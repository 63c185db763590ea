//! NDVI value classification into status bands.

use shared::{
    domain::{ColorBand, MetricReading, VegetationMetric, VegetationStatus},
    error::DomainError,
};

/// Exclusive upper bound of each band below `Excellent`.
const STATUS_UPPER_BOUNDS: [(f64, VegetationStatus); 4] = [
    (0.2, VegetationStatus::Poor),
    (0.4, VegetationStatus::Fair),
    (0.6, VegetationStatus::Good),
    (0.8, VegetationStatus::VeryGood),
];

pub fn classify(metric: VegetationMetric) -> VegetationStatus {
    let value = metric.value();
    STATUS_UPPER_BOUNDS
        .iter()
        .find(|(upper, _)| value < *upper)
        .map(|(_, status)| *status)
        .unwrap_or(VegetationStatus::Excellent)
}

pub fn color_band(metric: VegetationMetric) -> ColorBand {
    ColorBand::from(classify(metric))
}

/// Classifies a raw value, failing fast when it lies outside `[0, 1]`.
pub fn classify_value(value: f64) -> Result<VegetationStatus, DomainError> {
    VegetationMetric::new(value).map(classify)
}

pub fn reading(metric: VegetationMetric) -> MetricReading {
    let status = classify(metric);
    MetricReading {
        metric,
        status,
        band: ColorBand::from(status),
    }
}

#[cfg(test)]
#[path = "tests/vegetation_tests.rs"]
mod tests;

══════════════════════════════

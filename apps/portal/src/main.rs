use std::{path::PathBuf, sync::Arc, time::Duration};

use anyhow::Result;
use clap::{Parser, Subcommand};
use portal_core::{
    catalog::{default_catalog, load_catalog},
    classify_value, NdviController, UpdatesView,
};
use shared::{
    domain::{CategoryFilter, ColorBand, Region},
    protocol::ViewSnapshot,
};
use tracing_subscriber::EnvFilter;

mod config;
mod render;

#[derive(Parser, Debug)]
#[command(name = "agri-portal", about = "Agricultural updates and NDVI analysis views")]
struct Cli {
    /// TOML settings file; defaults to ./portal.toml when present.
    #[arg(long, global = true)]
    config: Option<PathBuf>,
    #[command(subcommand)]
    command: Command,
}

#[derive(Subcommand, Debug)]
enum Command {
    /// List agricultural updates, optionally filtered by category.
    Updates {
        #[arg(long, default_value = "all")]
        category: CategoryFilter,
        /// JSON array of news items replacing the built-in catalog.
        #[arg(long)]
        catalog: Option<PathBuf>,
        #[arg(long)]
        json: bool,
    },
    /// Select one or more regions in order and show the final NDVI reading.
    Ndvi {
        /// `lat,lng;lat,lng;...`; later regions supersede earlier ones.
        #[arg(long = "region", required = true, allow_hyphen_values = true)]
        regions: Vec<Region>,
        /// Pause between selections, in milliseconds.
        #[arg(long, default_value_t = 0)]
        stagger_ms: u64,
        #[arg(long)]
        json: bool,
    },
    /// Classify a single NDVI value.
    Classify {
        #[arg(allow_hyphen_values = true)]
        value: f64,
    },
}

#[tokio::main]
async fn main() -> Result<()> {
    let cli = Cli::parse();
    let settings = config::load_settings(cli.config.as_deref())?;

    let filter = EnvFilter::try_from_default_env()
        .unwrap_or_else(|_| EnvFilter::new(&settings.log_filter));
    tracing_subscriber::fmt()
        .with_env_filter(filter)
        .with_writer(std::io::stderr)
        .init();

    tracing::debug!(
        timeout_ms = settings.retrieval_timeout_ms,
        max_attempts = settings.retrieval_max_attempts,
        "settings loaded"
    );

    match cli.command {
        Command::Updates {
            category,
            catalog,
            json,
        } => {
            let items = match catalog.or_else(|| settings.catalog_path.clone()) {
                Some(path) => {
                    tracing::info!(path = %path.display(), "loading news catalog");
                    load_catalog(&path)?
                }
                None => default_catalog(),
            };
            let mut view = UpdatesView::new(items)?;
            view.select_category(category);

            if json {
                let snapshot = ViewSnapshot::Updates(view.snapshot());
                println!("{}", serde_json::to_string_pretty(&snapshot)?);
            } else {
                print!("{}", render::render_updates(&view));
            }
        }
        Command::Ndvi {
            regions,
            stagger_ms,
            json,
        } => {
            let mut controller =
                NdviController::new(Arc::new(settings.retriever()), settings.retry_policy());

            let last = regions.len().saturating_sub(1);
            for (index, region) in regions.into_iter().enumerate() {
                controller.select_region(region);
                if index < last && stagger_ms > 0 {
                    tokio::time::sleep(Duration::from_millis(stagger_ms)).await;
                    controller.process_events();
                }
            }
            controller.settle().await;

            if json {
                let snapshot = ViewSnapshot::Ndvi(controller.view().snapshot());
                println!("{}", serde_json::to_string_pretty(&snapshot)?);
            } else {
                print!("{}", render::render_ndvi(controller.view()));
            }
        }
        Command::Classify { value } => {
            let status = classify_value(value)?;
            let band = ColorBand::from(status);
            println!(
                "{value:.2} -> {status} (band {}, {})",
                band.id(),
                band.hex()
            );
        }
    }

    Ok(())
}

══════════════════════════════

What this task involves ::
Look through the entries above and find each line where the word "config" occurs; copy those lines.

Solution to the problem ::
mod config;
    config: Option<PathBuf>,
    let settings = config::load_settings(cli.config.as_deref())?;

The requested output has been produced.